Yesterday, American Library Association (ALA) President Courtney Young issued a statement about the "Religious Freedom Restoration Act" (RFRA) approved by the Indiana General Assembly, and signed by Governor Mike Pence. Since that action, Indiana has come under a lot of fire.
President Young's comments are right on, in my view. But I find myself wondering just what this law is supposed to do. Why is it needed?
Thus far, these are the cases I've heard of where people feel their religious faith compels them to deny service to someone:
- a Knights of Columbus group doesn't want to rent its hall for a gay wedding.
- a pharmacist doesn't want to sell birth control pills to an unmarried woman.
- a cake decorator doesn't want to make a cake for a gay wedding.
- a photographer doesn't want to take pictures of a gay wedding.
You can't help but notice that three of the four are about denying commercial services to gay people. Discrimination appears to be the point. I'd be curious to hear other examples.
None of these, please note, requires a minister of a faith opposed to gay weddings to conduct one. The state isn't telling religion what it must do. I'll even grant that the K of C is a religious group, and might well want to refuse to rent its hall for something else that violated a longstanding cause it espoused -- a request to host a pro-choice rally, for instance.
But the other cases seem intended only to deny services freely provided (as commercial services) to others, but deliberately withheld from a targeted class. For instance, pharmacists sell a host of drugs to customers. We shouldn't have to justify our lifestyles, or seek the approval of every store clerk every time we buy something from the open market. It's for sale or it isn't. The state isn't requiring religious people to buy products they don't use, or object to.
And I wonder: are religious beliefs and the right to honor one's conscience restricted to Christians? May Muslim taxi drivers refuse rides to women untended by male relatives? Does the state become the defender of religious condemnation, however that judgment is bolstered by scripture of whatever provenance? To put it another way, do civic institutions owe their allegiance to a host of religious texts, or to the Constitution?
Here's what I think ALA should do, in addition to a statement to our own members. I think we should write an open letter to the governor, and send it to key Indiana newspapers. It happens that ALA has scheduled its 2021 midwinter conference for Indianapolis. We should point out that our association has many members who are gay, and who now question whether they might be targeted as unfit for hotel or restaurant or health services consumption. That knowledge is likely to affect our attendance - and we depend upon that attendance for our own budgets.

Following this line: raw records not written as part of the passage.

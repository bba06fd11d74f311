/*!
format.rs - terminal formatting for the human-readable output paths.

  - StyleOptions::detect()   NO_COLOR / NO_EMOJI / COLUMNS
  - color / emoji
  - box_header(title, subtitle)
  - table(headers, rows)     widest columns shrink first when over width
  - truncate_ellipsis

JSON output paths never go through here.
*/

use mcp_cliwrap::help::strip_ansi;

/* ---- Style ---- */

#[derive(Debug, Clone)]
pub struct StyleOptions {
    pub use_color: bool,
    pub use_emoji: bool,
    pub term_width: usize,
}

impl StyleOptions {
    pub fn detect() -> Self {
        let term_width = std::env::var("COLUMNS")
            .ok()
            .and_then(|v| v.parse::<usize>().ok())
            .map(|w| w.clamp(40, 220))
            .unwrap_or(100);
        Self {
            use_color: std::env::var_os("NO_COLOR").is_none(),
            use_emoji: std::env::var_os("NO_EMOJI").is_none(),
            term_width,
        }
    }

    #[cfg(test)]
    pub fn plain(term_width: usize) -> Self {
        Self {
            use_color: false,
            use_emoji: false,
            term_width,
        }
    }
}

#[derive(Debug, Clone, Copy)]
pub enum Role {
    Primary,
    Secondary,
    Accent,
    Success,
    Error,
    Dim,
}

pub fn color(role: Role, text: impl AsRef<str>, style: &StyleOptions) -> String {
    if !style.use_color {
        return text.as_ref().to_string();
    }
    let code = match role {
        Role::Primary => "38;5;45",
        Role::Secondary => "38;5;250",
        Role::Accent => "38;5;213",
        Role::Success => "38;5;82",
        Role::Error => "38;5;196",
        Role::Dim => "2",
    };
    format!("\x1b[{code}m{}\x1b[0m", text.as_ref())
}

pub fn emoji(tag: &str, style: &StyleOptions) -> &'static str {
    if !style.use_emoji {
        return "";
    }
    match tag {
        "success" => "✔",
        "error" => "✖",
        "info" => "ℹ",
        "tool" => "🛠",
        "list" => "📜",
        _ => "",
    }
}

fn display_width(s: &str) -> usize {
    strip_ansi(s).chars().count()
}

/* ---- Box header ---- */

/// One-line boxed title. Content longer than the terminal is truncated.
pub fn box_header(title: impl AsRef<str>, subtitle: Option<impl AsRef<str>>, style: &StyleOptions) -> String {
    let title = color(Role::Primary, title.as_ref().trim(), style);
    let inner = match subtitle {
        Some(sub) => format!("{title}  {}", color(Role::Secondary, sub.as_ref(), style)),
        None => title,
    };

    let max_inner = style.term_width.saturating_sub(4).max(10);
    let inner = if display_width(&inner) > max_inner {
        truncate_ellipsis(&strip_ansi(&inner), max_inner)
    } else {
        inner
    };
    let width = display_width(&inner) + 2;
    let bar = "─".repeat(width);
    format!("┌{bar}┐\n│ {inner} │\n└{bar}┘")
}

/* ---- Table ---- */

pub fn table(headers: &[&str], rows: &[Vec<String>], style: &StyleOptions) -> String {
    if headers.is_empty() {
        return String::new();
    }
    let cols = headers.len();
    let mut widths: Vec<usize> = headers.iter().map(|h| h.chars().count()).collect();
    for row in rows {
        for (i, cell) in row.iter().enumerate().take(cols) {
            widths[i] = widths[i].max(display_width(cell));
        }
    }

    let gaps = (cols - 1) * 2;
    let mut total: usize = widths.iter().sum::<usize>() + gaps;
    while total > style.term_width {
        let Some((widest, w)) = widths.iter().copied().enumerate().max_by_key(|(_, w)| *w) else {
            break;
        };
        if w <= 4 {
            break;
        }
        widths[widest] -= 1;
        total -= 1;
    }

    let header_cells: Vec<&str> = headers.to_vec();
    let mut out = vec![color(Role::Accent, render_row(&widths, &header_cells), style)];
    let sep: Vec<String> = widths.iter().map(|w| "-".repeat(*w)).collect();
    out.push(color(Role::Dim, sep.join("  "), style));
    for row in rows {
        let cells: Vec<&str> = row.iter().map(String::as_str).collect();
        out.push(render_row(&widths, &cells));
    }
    out.join("\n")
}

fn render_row(widths: &[usize], cells: &[&str]) -> String {
    let line: Vec<String> = widths
        .iter()
        .enumerate()
        .map(|(i, w)| {
            let cell = truncate_ellipsis(cells.get(i).copied().unwrap_or(""), *w);
            let pad = w.saturating_sub(display_width(&cell));
            format!("{cell}{}", " ".repeat(pad))
        })
        .collect();
    line.join("  ").trim_end().to_string()
}

pub fn truncate_ellipsis(s: &str, max_chars: usize) -> String {
    if s.chars().count() <= max_chars {
        return s.to_string();
    }
    if max_chars == 0 {
        return String::new();
    }
    let mut out: String = s.chars().take(max_chars - 1).collect();
    out.push('…');
    out
}

/* ---- Tests ---- */
#[cfg(test)]
mod tests {
    use super::*;

    #[test]
    fn header_contains_title_and_subtitle() {
        let style = StyleOptions::plain(80);
        let b = box_header("Tools (3)", Some("program=glab"), &style);
        let lines: Vec<&str> = b.lines().collect();
        assert_eq!(lines.len(), 3);
        assert_eq!(lines[1], "│ Tools (3)  program=glab │");
        assert_eq!(lines[0].chars().count(), lines[1].chars().count());
    }

    #[test]
    fn table_aligns_columns() {
        let style = StyleOptions::plain(80);
        let t = table(
            &["NAME", "TYPE"],
            &[
                vec!["args".into(), "array".into()],
                vec!["common_flags".into(), "object".into()],
            ],
            &style,
        );
        let lines: Vec<&str> = t.lines().collect();
        assert_eq!(lines[0], "NAME          TYPE");
        assert_eq!(lines[2], "args          array");
        assert_eq!(lines[3], "common_flags  object");
    }

    #[test]
    fn table_shrinks_widest_column() {
        let style = StyleOptions::plain(40);
        let long = "x".repeat(100);
        let t = table(&["A", "B"], &[vec!["a".into(), long]], &style);
        assert!(t.lines().all(|l| l.chars().count() <= 40));
        assert!(t.contains('…'));
    }

    #[test]
    fn truncate() {
        assert_eq!(truncate_ellipsis("abcdef", 4), "abc…");
        assert_eq!(truncate_ellipsis("abc", 4), "abc");
    }

    #[test]
    fn plain_style_has_no_escapes() {
        let style = StyleOptions::plain(80);
        assert_eq!(color(Role::Error, "x", &style), "x");
        assert_eq!(emoji("success", &style), "");
    }
}
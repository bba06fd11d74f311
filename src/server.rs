/*!
server.rs - MCP surface (rmcp `ServerHandler`).

  list_tools -> discovery snapshot -> catalog -> rmcp Tool
  call_tool  -> Dispatcher::call -> rendered text (success / error result)

Dispatch failures never become protocol errors; the caller always gets a
`CallToolResult`, flagged as an error where appropriate.
*/

use std::sync::Arc;

use anyhow::{Context, Result};
use rmcp::ErrorData as McpError;
use rmcp::model::{
    CallToolRequestParam, CallToolResult, Content, Implementation, ListToolsResult,
    PaginatedRequestParam, ServerCapabilities, ServerInfo, Tool,
};
use rmcp::service::{RequestContext, RoleServer, ServiceExt};
use rmcp::transport::io::stdio;
use tracing::{info, warn};

use crate::dispatch::{Dispatched, Dispatcher};
use crate::render::{render, render_error};
use crate::schema::{JsonObject, ReservedTool, ToolSchema};

pub fn to_rmcp_tool(schema: ToolSchema) -> Tool {
    Tool::new(schema.name, schema.description, Arc::new(schema.input_schema))
}

#[derive(Clone)]
pub struct BridgeServer {
    dispatcher: Arc<Dispatcher>,
    server_name: String,
}

impl BridgeServer {
    pub fn new(dispatcher: Arc<Dispatcher>, server_name: impl Into<String>) -> Self {
        Self {
            dispatcher,
            server_name: server_name.into(),
        }
    }

    /// Run discovery once up front so the first `tools/list` is cheap.
    pub async fn prewarm(&self) {
        let snapshot = self.dispatcher.cache().get_snapshot().await;
        if snapshot.is_empty() {
            warn!(
                "Initial {} command discovery found nothing; raw and help tools remain available",
                self.dispatcher.program()
            );
        } else {
            info!("{} command discovery completed", self.dispatcher.program());
        }
    }

    pub async fn tool_list(&self) -> Vec<Tool> {
        self.dispatcher
            .tools()
            .await
            .into_iter()
            .map(to_rmcp_tool)
            .collect()
    }

    /// Dispatch + render. The flag reports whether the command set was rebuilt.
    pub async fn handle_call(&self, name: &str, arguments: Option<&JsonObject>) -> (CallToolResult, bool) {
        let program = self.dispatcher.program();
        match self.dispatcher.call(name, arguments).await {
            Ok(outcome) => {
                let help_tool = self.dispatcher.naming().reserved_name(ReservedTool::Help);
                let text = render(&outcome, program, &help_tool);
                let rediscovered = matches!(outcome, Dispatched::Rediscovered { .. });
                let result = if outcome.succeeded() {
                    CallToolResult::success(vec![Content::text(text)])
                } else {
                    CallToolResult::error(vec![Content::text(text)])
                };
                (result, rediscovered)
            }
            Err(e) => {
                warn!(tool = name, "tool call rejected: {e}");
                (
                    CallToolResult::error(vec![Content::text(render_error(name, &e))]),
                    false,
                )
            }
        }
    }

    fn instructions(&self) -> String {
        let naming = self.dispatcher.naming();
        let program = self.dispatcher.program();
        format!(
            "Structured access to the `{program}` command line, discovered from its help output.\n\n\
             Every top-level command is a tool named {prefix}_<command>.\n\
             - {raw}: run any {program} command with explicit args\n\
             - {help}: show help for a command path (e.g. 'issue list')\n\
             - {discover}: rebuild the command list",
            prefix = naming.prefix(),
            raw = naming.reserved_name(ReservedTool::Raw),
            help = naming.reserved_name(ReservedTool::Help),
            discover = naming.reserved_name(ReservedTool::Discover),
        )
    }
}

impl rmcp::ServerHandler for BridgeServer {
    fn get_info(&self) -> ServerInfo {
        ServerInfo {
            capabilities: ServerCapabilities::builder()
                .enable_tools()
                .enable_tool_list_changed()
                .build(),
            server_info: Implementation {
                name: self.server_name.clone(),
                version: env!("CARGO_PKG_VERSION").to_string(),
                ..Implementation::from_build_env()
            },
            instructions: Some(self.instructions()),
            ..Default::default()
        }
    }

    async fn list_tools(
        &self,
        _request: Option<PaginatedRequestParam>,
        _context: RequestContext<RoleServer>,
    ) -> Result<ListToolsResult, McpError> {
        Ok(ListToolsResult::with_all_items(self.tool_list().await))
    }

    async fn call_tool(
        &self,
        request: CallToolRequestParam,
        context: RequestContext<RoleServer>,
    ) -> Result<CallToolResult, McpError> {
        let (result, rediscovered) = self
            .handle_call(&request.name, request.arguments.as_ref())
            .await;
        if rediscovered && let Err(e) = context.peer.notify_tool_list_changed().await {
            warn!("failed to send tool list change notification: {e}");
        }
        Ok(result)
    }
}

/// Serve on stdin/stdout until the client disconnects.
pub async fn serve_stdio(server: BridgeServer, prewarm: bool) -> Result<()> {
    if prewarm {
        server.prewarm().await;
    }

    info!("Serving on stdio");
    let service = server
        .serve(stdio())
        .await
        .context("Failed to start MCP service")?;
    let reason = service.waiting().await?;
    info!(?reason, "server shut down");
    Ok(())
}

/* ---- Tests ---- */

We know that our contribution to a local economy is significant. When I go to an ALA conference - I attended a library conference in Indianapolis last year, as it happens, and enjoyed it very much - I wind up pumping at least $1,000 into hotels, restaurants, and transport. Our conferences pull 8,000 to 40,000 people to a town; an ALA conference has to be worth at least millions of dollars. Canceling is expensive for us - but our association also doesn't wish to be compelled to support values we abhor, particularly when it is our own members who would be actively discriminated against.
From our perspective, Indiana has broken faith with a fundamental American social contract: the idea that all people will be treated equally, if not with equal courtesy and respect (and wouldn't that be nice!), then at least with equal access to the public marketplace. If that is NOT the intent of the Indiana legislature and the Governor, then either repeal the RFRA, adopt explicit anti-discrimination laws to protect all of our members, or kiss our business goodbye.